Tables and charts

In business, a key type of visualisation is the depiction of figures and changes in them. The use of tables makes sense when interpreting them in front of the audience has been planned as a dramaturgical element of the presentation. Yet the limits of the possible are soon reached because the space available on a ppt slide allows only a few cells at a time to be displayed clearly. Generally, though, it is the evaluation of data that is of interest. Hence the popularity of charts, which can be created or automatically generated from figures using functions available in common Microsoft Office programmes, although specialist use requires some expert knowledge. This can be found, for example, in Quirk (2015) or Stein-Fairhurst (2015).
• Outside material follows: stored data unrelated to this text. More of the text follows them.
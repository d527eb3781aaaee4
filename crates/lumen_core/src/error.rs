//! Observable errors
//!
//! Every variant carries a stable machine-readable code (see
//! [`ObservableError::code`]) and maps onto a coarse [`ErrorKind`].

use thiserror::Error;

/// Coarse classification of binding-layer failures
#[derive(Clone, Copy, Debug, PartialEq, Eq)]
pub enum ErrorKind {
    AttributeCollision,
    Binding,
    BindingLength,
    MissingAttribute,
    Chain,
    CallbackType,
}

#[derive(Debug, Clone, PartialEq, Eq, Error)]
pub enum ObservableError {
    #[error("cannot override member `{name}` with an attribute")]
    AttributeCollision { name: String },

    #[error("invalid attribute names passed to bind()")]
    InvalidBindNames,

    #[error("attribute `{name}` listed more than once in bind()")]
    DuplicateBindNames { name: String },

    #[error("attribute `{name}` is already bound")]
    Rebind { name: String },

    #[error("invalid attribute names passed to to()")]
    InvalidToNames,

    #[error("{bound} bound attribute(s) cannot be bound to {sources} source attribute(s)")]
    BindingLength { bound: usize, sources: usize },

    #[error("source has no attribute `{name}`")]
    MissingAttribute { name: String },

    #[error("cannot bind multiple attributes to more than one source")]
    Chain,

    #[error("as() expects a callback")]
    CallbackType,

    #[error("invalid attribute names passed to unbind()")]
    InvalidUnbindNames,
}

impl ObservableError {
    /// Stable diagnostic code
    pub fn code(&self) -> &'static str {
        match self {
            Self::AttributeCollision { .. } => "observable-set-cannot-override",
            Self::InvalidBindNames => "observable-bind-wrong-attrs",
            Self::DuplicateBindNames { .. } => "observable-bind-duplicate-attrs",
            Self::Rebind { .. } => "observable-bind-rebind",
            Self::InvalidToNames => "observable-bind-to-wrong-attrs",
            Self::BindingLength { .. } => "observable-bind-to-attrs-length",
            Self::MissingAttribute { .. } => "observable-bind-to-missing-attr",
            Self::Chain => "observable-bind-to-chain-multiple-attrs",
            Self::CallbackType => "observable-bind-as-wrong-callback",
            Self::InvalidUnbindNames => "observable-unbind-wrong-attrs",
        }
    }

    pub fn kind(&self) -> ErrorKind {
        match self {
            Self::AttributeCollision { .. } => ErrorKind::AttributeCollision,
            Self::InvalidBindNames
            | Self::DuplicateBindNames { .. }
            | Self::Rebind { .. }
            | Self::InvalidToNames
            | Self::InvalidUnbindNames => ErrorKind::Binding,
            Self::BindingLength { .. } => ErrorKind::BindingLength,
            Self::MissingAttribute { .. } => ErrorKind::MissingAttribute,
            Self::Chain => ErrorKind::Chain,
            Self::CallbackType => ErrorKind::CallbackType,
        }
    }
}

pub type Result<T> = std::result::Result<T, ObservableError>;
Sufficient experience has been gathered in using the most elementary forms of representation - dots, lines, columns, bars, circles and pie charts - to allow some lessons to be learned. They point towards a stronger focus on the essentials - 3-D, for instance, should be used only if the topic demands it - and a closer connection between graphic elements and their text explanations (e.g., a circle segment should be explained by text placed in or adjacent to it instead of by reference to a colour code set out in the key). Frequently encountered are comparisons, such as that in Figure 1, intended to show how slides can be improved, the current focus being on “slim” slide design; see Hermann-Ruess and Ott (2014: 97,142-143), Carter (2013: 353 - especially from the perspective of scholars’ self-marketing).

Example of a comparative graphic from an advice manual (Morton 2014:154)

Figure 1: Example of a comparative graphic from an advice manual (Morton 2014:154)

For more sophisticated or less common visualisations, special programmes are used; on this, see Stacey, Salvatore, and Jorgensen (2013), who make use of such tools as “visual analytics” and other technique (e.g., “scatter plots”, “radar charts”, “matrices”). For stock exchange developments, in particular, graphics-based analyses have become routine (“candlesticks”, “equivolume boxes”, “relative rotation graphs”, etc.). When viewing charts, audiences must beware of the “fraudulent dimensions” [Dimensionenschwindel] (Dall 2009:152) that can be created by disproportional representations of small parts. For presenters, the injunction is: “Tell the truth. [... D]on’t alter the proportion of your axes.” (Duarte 2012:138-139).